On Saturday, Magnuson will be playing at her piano bar, where she has been playing for three years, from 5:30 p.m. to 7 p.m. Chefs will be serving the meals that the restaurant used to sell out of every night, with wait staff there as well. Weather permitting, at 7 p.m. on the deck South 79, a nationally acclaimed Blue Grass band, will be performing, and Magnuson said the other times they have been performing the restaurant was packed. Between 7 p.m. and 7:30 p.m. they will perform, either on the deck or inside if it rains.

“It will just be a really fun evening to raise money for She Is Safe of Chautauqua County, a great meal, and amazing entertainment,” Magnuson said. “We’ll shut it down by about 9 p.m.”

Magnuson said the most important thing people should be interested in coming to the event for, is to help victims of abuse. She referred to domestic violence and abuse as being rampant in the area, with her getting five to 10 calls a week from women who need help. She said she will refer them to the Anew Center, or if it is immediate and they are there with no transportation she will help get them into a hotel.

“The reason people should come to this event is to support what is a massive problem in Chautauqua County, but it’s also everywhere throughout our country,” Magnuson said. “Domestic abuse is a problem and we need to bring awareness to it, help women flee from abuse, and the only way to do that is with resources. We need to raise the money in order to help women escape.”

Magnuson’s mission at She Sings Cafe and with She Is Safe has always been to help victims of abuse wherever she can. She said it has been her lifelong work, having also worked with safe houses in Washington D.C. when she raised her kids there, also running a nonprofit, She Is Singing, as it was called then, before she began her current nonprofit She Is Safe of Chautauqua County. Continuing that work is the number one goal for the property, and with the restaurant being for sale, when it is sold that money will also be used towards continuing She Is Safe’s mission on a national scale.
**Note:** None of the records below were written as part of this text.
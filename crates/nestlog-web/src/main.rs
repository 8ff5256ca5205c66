//! nestlog server binary.
//!
//! Reads `nestlog.toml` (or the path given with `--config`), opens the SQLite
//! store, and serves the dashboard plus the JSON API over HTTP.
//!
//! # Seeding
//!
//! Logging requires a user. Create one and exit with:
//!
//! ```
//! cargo run -p nestlog-web --bin server -- --seed "Parent"
//! ```

use std::{
  path::{Path, PathBuf},
  sync::Arc,
};

use anyhow::Context as _;
use clap::Parser;
use nestlog_core::store::ActivityStore;
use nestlog_store_sqlite::SqliteStore;
use nestlog_web::{AppState, ServerConfig};
use tokio::net::TcpListener;
use tracing::level_filters::LevelFilter;
use tracing_subscriber::EnvFilter;

#[derive(Parser)]
#[command(author, version, about = "nestlog infant activity tracker")]
struct Cli {
  /// Path to the TOML configuration file.
  #[arg(short, long, default_value = "nestlog.toml")]
  config: PathBuf,

  /// Create the primary user if none exists, then exit.
  #[arg(long, value_name = "NAME", num_args = 0..=1, default_missing_value = "Parent")]
  seed: Option<String>,
}

#[tokio::main]
async fn main() -> anyhow::Result<()> {
  tracing_subscriber::fmt()
    .with_env_filter(
      EnvFilter::builder()
        .with_default_directive(LevelFilter::INFO.into())
        .from_env_lossy(),
    )
    .init();

  let cli = Cli::parse();

  let mut server_cfg =
    ServerConfig::load(&cli.config).context("failed to load configuration")?;
  if let Ok(url) = std::env::var("DATABASE_URL") {
    server_cfg.apply_database_url(&url);
  }

  let store_path = expand_tilde(&server_cfg.store_path);
  let store = SqliteStore::open(&store_path)
    .await
    .with_context(|| format!("failed to open store at {store_path:?}"))?;

  if let Some(name) = cli.seed {
    return seed(&store, name).await;
  }

  let address = format!("{}:{}", server_cfg.host, server_cfg.port);
  let state = AppState {
    store:  Arc::new(store),
    config: Arc::new(server_cfg),
  };
  let app = nestlog_web::router(state);

  tracing::info!("Listening on http://{address}");
  let listener = TcpListener::bind(&address)
    .await
    .with_context(|| format!("failed to bind {address}"))?;

  axum::serve(listener, app).await.context("server error")?;

  Ok(())
}

/// Idempotent: an existing primary user is left alone.
async fn seed(store: &SqliteStore, name: String) -> anyhow::Result<()> {
  if let Some(user) = store
    .get_primary_user()
    .await
    .context("failed to look up primary user")?
  {
    tracing::info!(user_id = %user.user_id, "primary user already exists");
    return Ok(());
  }

  let name = Some(name).filter(|n| !n.trim().is_empty());
  let user = store
    .add_user(name)
    .await
    .context("failed to create user")?;
  tracing::info!(user_id = %user.user_id, "created primary user");
  Ok(())
}

/// Expand a leading `~` to the user's home directory.
fn expand_tilde(path: &Path) -> PathBuf {
  let s = path.to_string_lossy();
  if let Some(rest) = s.strip_prefix("~/")
    && let Ok(home) = std::env::var("HOME")
  {
    return PathBuf::from(home).join(rest);
  }
  path.to_path_buf()
}
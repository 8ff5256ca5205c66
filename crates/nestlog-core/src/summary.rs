//! "Last event of each kind", derived from a recent-events window.

use serde::Serialize;
use strum::IntoEnumIterator as _;

use crate::{
  event::{Event, EventKind},
  store::ActivityStore,
};

/// The most recent event of each kind, if known.
#[derive(Debug, Clone, Default, PartialEq, Eq, Serialize)]
pub struct LastEvents {
  pub feed:   Option<Event>,
  pub sleep:  Option<Event>,
  pub diaper: Option<Event>,
}

impl LastEvents {
  /// Take the first event of each kind from `window`, which must already be
  /// ordered by `start_time` descending.
  ///
  /// A kind with no event inside the window is reported as absent even if an
  /// older one exists in the store. Use [`LastEvents::resolve`] to fill those
  /// gaps.
  pub fn from_recent(window: &[Event]) -> Self {
    let mut last = Self::default();
    for kind in EventKind::iter() {
      *last.slot_mut(kind) = window.iter().find(|e| e.kind == kind).cloned();
    }
    last
  }

  /// Derive from `window`, then ask `store` directly for any kind the window
  /// did not contain.
  pub async fn resolve<S: ActivityStore>(
    store: &S,
    window: &[Event],
  ) -> Result<Self, S::Error> {
    let mut last = Self::from_recent(window);
    for kind in last.missing() {
      *last.slot_mut(kind) = store.last_event_of_kind(kind).await?;
    }
    Ok(last)
  }

  pub fn get(&self, kind: EventKind) -> Option<&Event> {
    match kind {
      EventKind::Feed => self.feed.as_ref(),
      EventKind::Sleep => self.sleep.as_ref(),
      EventKind::Diaper => self.diaper.as_ref(),
    }
  }

  /// Kinds with no known last event.
  pub fn missing(&self) -> Vec<EventKind> {
    EventKind::iter().filter(|k| self.get(*k).is_none()).collect()
  }

  fn slot_mut(&mut self, kind: EventKind) -> &mut Option<Event> {
    match kind {
      EventKind::Feed => &mut self.feed,
      EventKind::Sleep => &mut self.sleep,
      EventKind::Diaper => &mut self.diaper,
    }
  }
}
//! Server-side HTML rendering for the dashboard.

use chrono::{DateTime, FixedOffset, Utc};
use nestlog_core::{
  event::{Event, EventKind, EventMetadata, FeedKind},
  summary::LastEvents,
  user::User,
};
use quick_xml::escape::escape;
use strum::IntoEnumIterator as _;

use crate::relative;

/// Everything the dashboard page shows.
pub struct DashboardView<'a> {
  pub user:   Option<&'a User>,
  /// Recent events, most recent first.
  pub events: &'a [Event],
  pub last:   &'a LastEvents,
  /// Confirmation for the write that redirected here, if any.
  pub notice: Option<String>,
  pub now:    DateTime<Utc>,
  /// Offset used for clock times.
  pub offset: FixedOffset,
}

// ─── Text helpers ────────────────────────────────────────────────────────────

/// Path segment used by the form endpoints, e.g. `feed`.
pub fn slug(kind: EventKind) -> String { kind.as_str().to_ascii_lowercase() }

fn title(kind: EventKind) -> &'static str {
  match kind {
    EventKind::Feed => "Feed",
    EventKind::Sleep => "Sleep",
    EventKind::Diaper => "Diaper",
  }
}

fn timeline_label(kind: EventKind) -> &'static str {
  match kind {
    EventKind::Feed => "Feeding",
    EventKind::Sleep => "Sleep",
    EventKind::Diaper => "Diaper",
  }
}

fn clock(at: DateTime<Utc>, offset: FixedOffset) -> String {
  at.with_timezone(&offset).format("%H:%M").to_string()
}

/// Short detail shown next to a timeline entry, e.g. `120ml` or `wet`.
pub fn badge(event: &Event) -> Option<String> {
  match event.metadata.as_ref()? {
    EventMetadata::Feed(feed) => {
      feed.amount.map(|amount| format!("{amount}{}", feed.kind.unit()))
    }
    EventMetadata::Diaper(diaper) => Some(diaper.kind.to_string()),
    EventMetadata::Sleep(_) => None,
  }
}

/// Confirmation line for a just-logged event.
pub fn notice_for(event: &Event, offset: FixedOffset) -> String {
  match (&event.kind, &event.metadata) {
    (EventKind::Feed, Some(EventMetadata::Feed(feed))) => match feed.amount {
      Some(amount) => format!(
        "Feed logged! {} - {amount}{}",
        feed.kind.label(),
        feed.kind.unit()
      ),
      None => format!("Feed logged! {}", feed.kind.label()),
    },
    (EventKind::Feed, _) => "Feed logged!".to_owned(),
    (EventKind::Sleep, _) => format!(
      "Sleep logged! Started at {}",
      clock(event.start_time, offset)
    ),
    (EventKind::Diaper, Some(EventMetadata::Diaper(diaper))) => {
      let mut label = diaper.kind.to_string();
      label[..1].make_ascii_uppercase();
      format!("Diaper change logged! {label} diaper")
    }
    (EventKind::Diaper, _) => "Diaper change logged!".to_owned(),
  }
}

// ─── Page shell ──────────────────────────────────────────────────────────────

const STYLE: &str = "
body { font-family: system-ui, sans-serif; max-width: 32rem; margin: 0 auto; padding: 1.5rem 1rem; }
.cards { display: grid; grid-template-columns: repeat(3, 1fr); gap: .75rem; }
.card { border: 1px solid #ddd; border-radius: .75rem; padding: .75rem; }
.card h3 { font-size: .65rem; text-transform: uppercase; margin: 0 0 .25rem; color: #666; }
.card .ago { font-weight: bold; margin: 0; }
.card .at, .muted { font-size: .75rem; color: #666; margin: 0; }
form { border: 1px solid #ddd; border-radius: .75rem; padding: 1rem; margin: 1rem 0; }
.notice { background: #e8f5e9; border-radius: .5rem; padding: .5rem .75rem; }
.warning { background: #fff3e0; border-radius: .5rem; padding: .5rem .75rem; }
.timeline { list-style: none; padding: 0; }
.timeline li { display: flex; justify-content: space-between; padding: .5rem 0; border-bottom: 1px solid #eee; }
.badge { font-size: .65rem; background: #eee; border-radius: .25rem; padding: 0 .3rem; margin-left: .4rem; }
";

fn page(title: &str, body: &str) -> String {
  format!(
    "<!DOCTYPE html>\n<html lang=\"en\">\n<head>\n<meta charset=\"utf-8\">\n\
     <meta name=\"viewport\" content=\"width=device-width, initial-scale=1\">\n\
     <title>{}</title>\n<style>{STYLE}</style>\n</head>\n<body>\n{body}</body>\n</html>\n",
    escape(title)
  )
}

/// A minimal page for 4xx/5xx responses.
pub fn error_page(heading: &str, message: &str) -> String {
  page(
    heading,
    &format!(
      "<h1>{}</h1>\n<p>{}</p>\n<p><a href=\"/\">Back to the dashboard</a></p>\n",
      escape(heading),
      escape(message)
    ),
  )
}

// ─── Dashboard ───────────────────────────────────────────────────────────────

pub fn dashboard(view: &DashboardView<'_>) -> String {
  let mut body = String::new();

  let name = view
    .user
    .and_then(|u| u.name.as_deref())
    .unwrap_or("Parent");
  body.push_str(&format!(
    "<header>\n<h1>Baby Tracker</h1>\n<p class=\"muted\">Welcome back, {}</p>\n</header>\n",
    escape(name)
  ));

  if let Some(notice) = &view.notice {
    body.push_str(&format!(
      "<p class=\"notice\" role=\"status\">{}</p>\n",
      escape(notice)
    ));
  }

  body.push_str("<section class=\"cards\">\n");
  for kind in EventKind::iter() {
    body.push_str(&summary_card(view, kind));
  }
  body.push_str("</section>\n");

  if view.user.is_none() {
    body.push_str(
      "<p class=\"warning\">No user found. Run <code>server --seed</code> to \
       enable logging.</p>\n",
    );
  }
  body.push_str(&forms(view.user.is_some()));

  body.push_str(&timeline(view));

  page("Baby Tracker", &body)
}

fn summary_card(view: &DashboardView<'_>, kind: EventKind) -> String {
  let (ago, at) = match view.last.get(kind) {
    Some(event) => (
      relative::describe(event.start_time, view.now),
      format!(
        "<p class=\"at\">{}</p>",
        clock(event.start_time, view.offset)
      ),
    ),
    None => ("---".to_owned(), String::new()),
  };
  format!(
    "<div class=\"card\" id=\"last-{slug}\">\n<h3>Last {title}</h3>\n\
     <p class=\"ago\">{ago}</p>{at}\n</div>\n",
    slug = slug(kind),
    title = title(kind),
  )
}

fn forms(enabled: bool) -> String {
  let disabled = if enabled { "" } else { " disabled" };

  let feed_options: String = FeedKind::iter()
    .map(|k| {
      format!(
        "<option value=\"{k}\">{} ({})</option>",
        k.label(),
        k.unit()
      )
    })
    .collect();

  format!(
    "<form method=\"post\" action=\"/log/feed\">\n<fieldset{disabled}>\n\
     <legend>Feed</legend>\n\
     <label>Type <select name=\"feed_type\">{feed_options}</select></label>\n\
     <label>Amount <input type=\"number\" name=\"amount\" value=\"120\" min=\"0\" \
     max=\"{max}\" step=\"30\"></label>\n\
     <button type=\"submit\">Log Feed</button>\n</fieldset>\n</form>\n\
     <form method=\"post\" action=\"/log/sleep\">\n<fieldset{disabled}>\n\
     <legend>Sleep</legend>\n\
     <label>Notes (optional) <input type=\"text\" name=\"notes\" \
     placeholder=\"e.g., fell asleep in car seat\"></label>\n\
     <button type=\"submit\">Log Sleep</button>\n</fieldset>\n</form>\n\
     <form method=\"post\" action=\"/log/diaper\">\n<fieldset{disabled}>\n\
     <legend>Diaper</legend>\n\
     <label><input type=\"radio\" name=\"diaper_type\" value=\"wet\" checked> Wet</label>\n\
     <label><input type=\"radio\" name=\"diaper_type\" value=\"dirty\"> Dirty</label>\n\
     <label><input type=\"radio\" name=\"diaper_type\" value=\"both\"> Both</label>\n\
     <button type=\"submit\">Log Diaper Change</button>\n</fieldset>\n</form>\n",
    max = nestlog_core::event::MAX_FEED_AMOUNT,
  )
}

fn timeline(view: &DashboardView<'_>) -> String {
  let mut out = format!(
    "<section>\n<h2>Recent Activity</h2>\n<p class=\"muted\" id=\"event-count\">{} events</p>\n",
    view.events.len()
  );

  if view.events.is_empty() {
    out.push_str(
      "<p class=\"empty\">No events yet</p>\n<p class=\"muted\">Start tracking above!</p>\n",
    );
  } else {
    out.push_str("<ul class=\"timeline\">\n");
    for event in view.events {
      let badge = badge(event)
        .map(|b| format!("<span class=\"badge\">{}</span>", escape(b.as_str())))
        .unwrap_or_default();
      out.push_str(&format!(
        "<li data-kind=\"{slug}\">\n<div><strong>{label}</strong>{badge}\
         <p class=\"muted\">{ago}</p></div>\n<time datetime=\"{iso}\">{clock}</time>\n</li>\n",
        slug = slug(event.kind),
        label = timeline_label(event.kind),
        ago = relative::describe(event.start_time, view.now),
        iso = event.start_time.to_rfc3339(),
        clock = clock(event.start_time, view.offset),
      ));
    }
    out.push_str("</ul>\n");
  }

  out.push_str("</section>\n");
  out
}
Funding is needed to get the documentary a platform and to bring the tour back, which so far Magnuson has funded on her own, and the money from the sale of the building will help support those goals and help to reach more people.

“We want to start in our small communities to bring awareness and then expand from there,” Magnuson said. “Everyone can do something in their smaller communities, because if we all join together in our smaller communities then we do have that national and international outreach.”